The building boom in Dubai is also easing. Rents have reached a ceiling and are dropping in some sectors due to the lack of demand, discouraging construction of more of the huge towers that have sprung up along the Abu Dhabi road. Developers are also worried that all the new shopping malls will only fill up by poaching each other’s clients.

Yet, Dubai is still investing in infrastructure to make sure that it retains its edge as the main Gulf entrepot. In mid-July, Consolidated Contractors International Company (CCC) won the $48.5 million contract to upgrade the World Trade Centre interchange which is essential if traffic is to keep flowing freely between Dubai’s two ports and the airport.

Construction for the oil and gas industries, a major draw for international contractors and engineers in recent years, is also reduced. In Saudi Arabia, Saudi Aramco’s capacity expansion programme is being wound down and contracts for the one outstanding project, the Ras Tanura refinery revamp and expansion, have been let this summer. The contracts with JGC, Stone & Webster and Bechtel, worth a total of $700 million, are the last big deals in the present round of Aramco capital spending.

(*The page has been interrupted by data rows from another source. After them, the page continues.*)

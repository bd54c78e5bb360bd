//! Lobby domain model: registered players and joinable rooms.

use voltgrid_protocol::{PlayerId, RoomId, RoomSummary};

/// A registered player.
#[derive(Debug, Clone)]
pub struct Player {
    pub id: PlayerId,
    pub name: String,
}

/// A joinable pre-game room.
///
/// Member order is join order; when the host leaves, the slot passes to
/// the longest-standing remaining member. The host is always a member.
#[derive(Debug, Clone)]
pub struct LobbyRoom {
    pub id: RoomId,
    pub name: String,
    pub host_id: PlayerId,
    pub players: Vec<PlayerId>,
}

impl LobbyRoom {
    /// Creates a room with the creator as sole member and host.
    pub fn new(id: RoomId, name: String, host_id: PlayerId) -> Self {
        Self {
            id,
            name,
            players: vec![host_id.clone()],
            host_id,
        }
    }

    /// Returns `true` if the player is a member.
    pub fn contains(&self, player_id: &PlayerId) -> bool {
        self.players.contains(player_id)
    }

    /// The room-list entry for this room.
    pub fn summary(&self) -> RoomSummary {
        RoomSummary {
            room_id: self.id.clone(),
            room_name: self.name.clone(),
            player_count: self.players.len(),
            host_id: self.host_id.clone(),
        }
    }
}

#[cfg(test)]
mod tests {
    use super::*;

    fn pid(name: &str) -> PlayerId {
        PlayerId(name.to_string())
    }

    #[test]
    fn test_new_room_has_creator_as_sole_member_and_host() {
        let room = LobbyRoom::new(RoomId("r".into()), "Test".into(), pid("p1"));
        assert_eq!(room.players, vec![pid("p1")]);
        assert_eq!(room.host_id, pid("p1"));
        assert!(room.contains(&pid("p1")));
        assert!(!room.contains(&pid("p2")));
    }

    #[test]
    fn test_summary_reflects_membership() {
        let mut room =
            LobbyRoom::new(RoomId("r".into()), "Test".into(), pid("p1"));
        room.players.push(pid("p2"));
        let summary = room.summary();
        assert_eq!(summary.player_count, 2);
        assert_eq!(summary.host_id, pid("p1"));
        assert_eq!(summary.room_name, "Test");
    }
}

Kuwait is likely to be the main focus for oil and gas projects in the year ahead. Several major awards are pending, for new gathering centres, refinery upgrades and a major petrochemicals scheme. Kuwait has a long list of projects which augur well for the rest of the decade. After an exceptional burst of activity in Qatar there are still more projects planned which should ensure a healthy level of international involvement for some time to come (see page 40).

Outside the core GCC markets, Lebanon and the occupied territories are the major areas of opportunity. Lebanon’s reconstruction has been planned with panache and international interest has been intense (see page 26). Hopes for construction in the self-rule areas of the West Bank and Gaza are more tenuous. Big pledges have been made for Palestine but the political and economic climate is still extremely volatile.